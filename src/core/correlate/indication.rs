//! Indication alignment
//!
//! The indication extract is keyed by (report id, drug name) and its row
//! order has nothing to do with drug slot order. Alignment looks each drug
//! slot up by name so `indication[i]` always belongs to `drug_name[i]`.
//!
//! Lookup is exact on the normalized name. A slot with no indication gets an
//! empty string, never a value shifted from a neighbouring slot.

use super::passes::universe_id;
use crate::config::IndicationLayout;
use crate::domain::extract::normalize_name;
use crate::domain::{ExtractRow, ReportId};
use std::collections::{BTreeMap, BTreeSet, HashMap};

/// (report id) -> (normalized drug name) -> indication text
#[derive(Debug, Clone, Default)]
pub struct IndicationIndex {
    entries: HashMap<ReportId, HashMap<String, String>>,
}

impl IndicationIndex {
    /// Scans the indication extract once
    ///
    /// Only report ids in `universe` are indexed. When the same drug name
    /// appears on several rows of one report the last row wins.
    pub fn build(
        universe: &BTreeSet<ReportId>,
        rows: &[ExtractRow],
        layout: &IndicationLayout,
    ) -> Self {
        let min_fields = layout.required_fields();
        let mut entries: HashMap<ReportId, HashMap<String, String>> = HashMap::new();

        for row in rows {
            let Some(report_id) = universe_id(row, min_fields, layout.report_id, universe) else {
                continue;
            };
            let drug = normalize_name(row.field(layout.drug_name).unwrap_or_default());
            let indication = row.cleaned_or_empty(layout.indication).trim().to_string();
            entries.entry(report_id).or_default().insert(drug, indication);
        }

        Self { entries }
    }

    /// Indication recorded for `drug_name` on `report_id`
    ///
    /// `drug_name` is an already cleaned slot name; only case and padding
    /// are normalized here.
    pub fn lookup(&self, report_id: &ReportId, drug_name: &str) -> Option<&str> {
        self.entries
            .get(report_id)?
            .get(&drug_name.trim().to_lowercase())
            .map(String::as_str)
    }

    /// Number of reports with at least one indication
    pub fn report_count(&self) -> usize {
        self.entries.len()
    }
}

/// Builds one indication array per report, aligned with its drug order
///
/// Every returned array has exactly the length of the report's drug name
/// list. Repeated identical drug names each receive the same indication.
///
/// # Examples
///
/// ```
/// use std::collections::{BTreeMap, BTreeSet};
/// use vigil::config::IndicationLayout;
/// use vigil::core::correlate::{align_indications, IndicationIndex};
/// use vigil::domain::{ExtractRow, ReportId};
///
/// let r1 = ReportId::new("R1").unwrap();
/// let universe: BTreeSet<ReportId> = [r1.clone()].into_iter().collect();
/// let layout = IndicationLayout { report_id: 0, drug_name: 3, indication: 4 };
/// let rows = vec![ExtractRow::parse("R1$x$y$\"benadryl\"$\"rash\"")];
/// let index = IndicationIndex::build(&universe, &rows, &layout);
///
/// let mut order = BTreeMap::new();
/// order.insert(r1.clone(), vec!["Tylenol".to_string(), "Benadryl".to_string()]);
///
/// let aligned = align_indications(&order, &index);
/// assert_eq!(aligned[&r1], vec!["".to_string(), "rash".to_string()]);
/// ```
pub fn align_indications(
    drug_order: &BTreeMap<ReportId, Vec<String>>,
    index: &IndicationIndex,
) -> BTreeMap<ReportId, Vec<String>> {
    drug_order
        .iter()
        .map(|(report_id, names)| {
            let indications = names
                .iter()
                .map(|name| index.lookup(report_id, name).unwrap_or_default().to_string())
                .collect();
            (report_id.clone(), indications)
        })
        .collect()
}
//! External system integrations for Vigil.
//!
//! This module provides adapters for the systems a run talks to:
//!
//! - [`source`] - where the extract files are read from (local directory or HTTP)
//! - [`output`] - where artifacts are written and previously emitted reports are read back
//! - [`notify`] - where the missing-drug notice goes (log, webhook, or nowhere)
//! - [`factory`] - builds each of the above from configuration
//!
//! # Design Pattern
//!
//! Every integration sits behind an `async_trait` so the pipeline can be
//! driven with in-memory implementations in tests:
//!
//! ```rust,no_run
//! use vigil::adapters::factory::{create_extract_source, create_notifier, create_output_store};
//! use vigil::config::load_config;
//!
//! # fn example() -> Result<(), Box<dyn std::error::Error>> {
//! let config = load_config("vigil.toml")?;
//! let source = create_extract_source(&config)?;
//! let store = create_output_store(&config)?;
//! let notifier = create_notifier(&config)?;
//! println!("{} -> {} ({})", source.describe(), store.describe(), notifier.describe());
//! # Ok(())
//! # }
//! ```

pub mod factory;
pub mod notify;
pub mod output;
pub mod source;

pub use factory::{create_extract_source, create_notifier, create_output_store};
pub use notify::Notifier;
pub use output::OutputStore;
pub use source::ExtractSource;
//! Output stores
//!
//! An [`OutputStore`] holds the emitted artifacts. The same store is read at
//! the start of a run to rebuild the set of already-emitted report numbers.

pub mod filesystem;

pub use filesystem::FilesystemOutputStore;

use crate::domain::Result;
use async_trait::async_trait;

/// Storage for emitted JSON artifacts
///
/// Artifact names are `/`-separated paths relative to the store root, e.g.
/// `report_output/reported_adverse_reaction_04_Feb_2014_10_00_00.json`.
#[async_trait]
pub trait OutputStore: Send + Sync {
    /// Human-readable location, for logs
    fn describe(&self) -> String;

    /// Lists artifact names under `prefix`, sorted
    ///
    /// A prefix that doesn't exist yet yields an empty list.
    ///
    /// # Errors
    ///
    /// Returns an output error if the listing itself fails
    async fn list_artifacts(&self, prefix: &str) -> Result<Vec<String>>;

    /// Reads one artifact
    ///
    /// # Errors
    ///
    /// Returns an output error if the artifact can't be read
    async fn read_artifact(&self, name: &str) -> Result<Vec<u8>>;

    /// Writes one artifact, replacing any existing artifact of the same name
    ///
    /// # Errors
    ///
    /// Returns an output error if the artifact can't be written
    async fn write_artifact(&self, name: &str, contents: &[u8]) -> Result<()>;
}
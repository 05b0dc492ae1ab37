//! Logging and observability
//!
//! Structured logging built on `tracing`, with a console layer and an
//! optional rolling JSON file layer.
//!
//! # Example
//!
//! ```no_run
//! use vigil::logging::init_logging;
//! use vigil::config::LoggingConfig;
//!
//! let config = LoggingConfig::default();
//! let _guard = init_logging("info", &config).expect("Failed to initialize logging");
//!
//! tracing::info!(report_count = 12, "Correlation complete");
//! ```

pub mod structured;

pub use structured::{init_logging, LoggingGuard};

/// Log the completion of a pipeline stage with its item count
///
/// # Example
///
/// ```no_run
/// use vigil::log_stage_complete;
/// use std::time::Instant;
///
/// let started = Instant::now();
/// log_stage_complete!("correlate", 42, started.elapsed());
/// ```
#[macro_export]
macro_rules! log_stage_complete {
    ($stage:expr, $count:expr, $duration:expr) => {
        tracing::info!(
            stage = $stage,
            count = $count,
            duration_ms = $duration.as_millis() as u64,
            "Stage completed"
        );
    };
}

/// Log an error with context
///
/// # Example
///
/// ```no_run
/// use vigil::log_error_with_context;
/// use vigil::domain::VigilError;
///
/// let error = VigilError::Notification("timeout".to_string());
/// log_error_with_context!(&error, "Failed to send missing-drug notification");
/// ```
#[macro_export]
macro_rules! log_error_with_context {
    ($error:expr, $context:expr) => {
        tracing::error!(
            error = %$error,
            context = $context,
            "Error occurred"
        );
    };
}
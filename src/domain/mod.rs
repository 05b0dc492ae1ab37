//! Domain models and types for Vigil.
//!
//! This module contains the types every stage of a run passes around: raw
//! extract rows, report identifiers, the correlated report model, the target
//! drug set, and the error hierarchy.
//!
//! # Overview
//!
//! - **Identifiers** ([`ReportId`], [`ReportNumberKey`])
//! - **Extract rows** ([`ExtractRow`], [`ExtractKind`])
//! - **Report model** ([`CorrelatedReport`], [`DrugSlot`], [`ReactionSlot`])
//! - **Targets** ([`TargetDrugSet`], [`MissingDrugSet`])
//! - **Errors** ([`VigilError`], [`SourceError`], [`OutputError`]) and [`Result`]
//!
//! # Type Safety
//!
//! The report id joins rows inside one snapshot, the report number is what
//! identifies a report across snapshots. They are distinct types so one can't
//! be used where the other is expected:
//!
//! ```rust
//! use vigil::domain::{ReportId, ReportNumberKey};
//!
//! # fn example() -> Result<(), Box<dyn std::error::Error>> {
//! let id = ReportId::new("000042")?;
//! let number = ReportNumberKey::normalize("E2B-0042");
//! assert_ne!(id.as_str(), number.as_str());
//! # Ok(())
//! # }
//! ```

pub mod errors;
pub mod extract;
pub mod ids;
pub mod report;
pub mod result;
pub mod targets;

pub use errors::{OutputError, SourceError, VigilError};
pub use extract::{clean_field, normalize_name, ExtractKind, ExtractRow, ExtractSet};
pub use ids::{ReportId, ReportNumberKey};
pub use report::{CorrelatedReport, DrugSlot, Linkage, ReactionSlot, ReportScalars};
pub use result::Result;
pub use targets::{MissingDrugSet, TargetDrugSet};
//! Drug matching and report selection
//!
//! The first two stages of a run: find the reports that mention a drug of
//! interest, then narrow them to the report id universe.

pub mod matcher;
pub mod selector;

pub use matcher::{DrugMatcher, MatchOutcome};
pub use selector::{ReportSelector, Selection};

=======

▶ Task description
In how many lines of the entries does "collections" appear? Reply with only the number.

▶ Solution
2